- Problem requirements
In the entries below, find the line with "Plain-text rendering of" and print exactly every line from there up to and including the line with "if let Node::ProductCard(card)", with no other lines.

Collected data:
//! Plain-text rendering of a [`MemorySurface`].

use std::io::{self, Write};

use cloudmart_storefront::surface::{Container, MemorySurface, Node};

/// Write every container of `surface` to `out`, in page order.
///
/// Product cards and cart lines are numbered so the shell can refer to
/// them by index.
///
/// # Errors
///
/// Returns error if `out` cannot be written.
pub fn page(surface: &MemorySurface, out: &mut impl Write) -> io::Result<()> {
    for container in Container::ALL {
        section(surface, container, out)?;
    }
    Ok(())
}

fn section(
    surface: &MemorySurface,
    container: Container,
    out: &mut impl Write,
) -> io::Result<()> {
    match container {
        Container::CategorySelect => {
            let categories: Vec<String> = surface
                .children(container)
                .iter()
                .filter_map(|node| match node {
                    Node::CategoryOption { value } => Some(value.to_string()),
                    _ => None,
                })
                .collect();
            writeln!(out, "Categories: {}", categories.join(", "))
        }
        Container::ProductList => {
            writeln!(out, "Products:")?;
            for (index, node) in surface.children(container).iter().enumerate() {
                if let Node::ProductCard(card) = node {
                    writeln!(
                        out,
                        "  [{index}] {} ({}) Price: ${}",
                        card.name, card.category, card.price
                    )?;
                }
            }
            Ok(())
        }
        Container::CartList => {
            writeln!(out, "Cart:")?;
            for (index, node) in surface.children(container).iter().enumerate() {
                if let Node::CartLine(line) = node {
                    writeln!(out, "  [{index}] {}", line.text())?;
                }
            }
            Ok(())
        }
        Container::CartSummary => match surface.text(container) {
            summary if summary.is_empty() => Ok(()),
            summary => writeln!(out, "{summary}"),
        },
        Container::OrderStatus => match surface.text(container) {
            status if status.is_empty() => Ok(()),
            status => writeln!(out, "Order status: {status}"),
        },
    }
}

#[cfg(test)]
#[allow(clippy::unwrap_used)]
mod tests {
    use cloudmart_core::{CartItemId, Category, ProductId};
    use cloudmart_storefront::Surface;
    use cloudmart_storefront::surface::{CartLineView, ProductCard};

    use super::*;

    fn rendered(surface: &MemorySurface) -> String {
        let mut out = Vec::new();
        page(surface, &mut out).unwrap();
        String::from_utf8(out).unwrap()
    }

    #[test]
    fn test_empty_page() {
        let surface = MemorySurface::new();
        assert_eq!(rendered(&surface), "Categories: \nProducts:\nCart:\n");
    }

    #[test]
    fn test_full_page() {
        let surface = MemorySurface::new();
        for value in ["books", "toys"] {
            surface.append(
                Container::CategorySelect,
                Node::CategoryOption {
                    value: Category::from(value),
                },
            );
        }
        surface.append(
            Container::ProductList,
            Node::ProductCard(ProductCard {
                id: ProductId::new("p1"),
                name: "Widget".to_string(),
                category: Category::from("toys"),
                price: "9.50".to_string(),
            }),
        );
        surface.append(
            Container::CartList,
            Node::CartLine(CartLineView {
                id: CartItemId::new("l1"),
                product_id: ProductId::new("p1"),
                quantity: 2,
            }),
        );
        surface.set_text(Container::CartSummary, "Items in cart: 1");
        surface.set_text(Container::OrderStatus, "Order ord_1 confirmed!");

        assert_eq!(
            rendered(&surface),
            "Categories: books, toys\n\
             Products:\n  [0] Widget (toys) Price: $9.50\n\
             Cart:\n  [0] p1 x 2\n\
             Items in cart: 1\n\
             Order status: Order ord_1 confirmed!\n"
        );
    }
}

==

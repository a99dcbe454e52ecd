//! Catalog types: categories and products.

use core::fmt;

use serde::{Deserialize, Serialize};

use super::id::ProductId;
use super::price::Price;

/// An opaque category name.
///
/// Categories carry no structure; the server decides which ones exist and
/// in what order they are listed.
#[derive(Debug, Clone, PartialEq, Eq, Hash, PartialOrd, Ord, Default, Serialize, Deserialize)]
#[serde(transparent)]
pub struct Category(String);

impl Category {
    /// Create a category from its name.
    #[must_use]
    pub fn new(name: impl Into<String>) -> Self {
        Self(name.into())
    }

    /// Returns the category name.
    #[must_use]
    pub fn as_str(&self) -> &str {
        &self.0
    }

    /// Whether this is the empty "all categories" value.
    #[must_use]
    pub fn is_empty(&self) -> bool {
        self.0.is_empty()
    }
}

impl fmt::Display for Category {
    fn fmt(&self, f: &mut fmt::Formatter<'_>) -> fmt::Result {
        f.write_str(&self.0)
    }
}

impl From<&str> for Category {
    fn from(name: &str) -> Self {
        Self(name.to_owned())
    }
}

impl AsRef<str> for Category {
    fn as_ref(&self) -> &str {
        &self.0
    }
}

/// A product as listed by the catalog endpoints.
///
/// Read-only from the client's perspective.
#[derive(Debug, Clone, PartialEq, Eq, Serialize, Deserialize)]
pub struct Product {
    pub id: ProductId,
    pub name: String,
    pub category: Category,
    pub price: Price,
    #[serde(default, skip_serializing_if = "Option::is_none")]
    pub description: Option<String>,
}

- Answer
//! Plain-text rendering of a [`MemorySurface`].

use std::io::{self, Write};

use cloudmart_storefront::surface::{Container, MemorySurface, Node};

/// Write every container of `surface` to `out`, in page order.
///
/// Product cards and cart lines are numbered so the shell can refer to
/// them by index.
///
/// # Errors
///
/// Returns error if `out` cannot be written.
pub fn page(surface: &MemorySurface, out: &mut impl Write) -> io::Result<()> {
    for container in Container::ALL {
        section(surface, container, out)?;
    }
    Ok(())
}

fn section(
    surface: &MemorySurface,
    container: Container,
    out: &mut impl Write,
) -> io::Result<()> {
    match container {
        Container::CategorySelect => {
            let categories: Vec<String> = surface
                .children(container)
                .iter()
                .filter_map(|node| match node {
                    Node::CategoryOption { value } => Some(value.to_string()),
                    _ => None,
                })
                .collect();
            writeln!(out, "Categories: {}", categories.join(", "))
        }
        Container::ProductList => {
            writeln!(out, "Products:")?;
            for (index, node) in surface.children(container).iter().enumerate() {
                if let Node::ProductCard(card) = node {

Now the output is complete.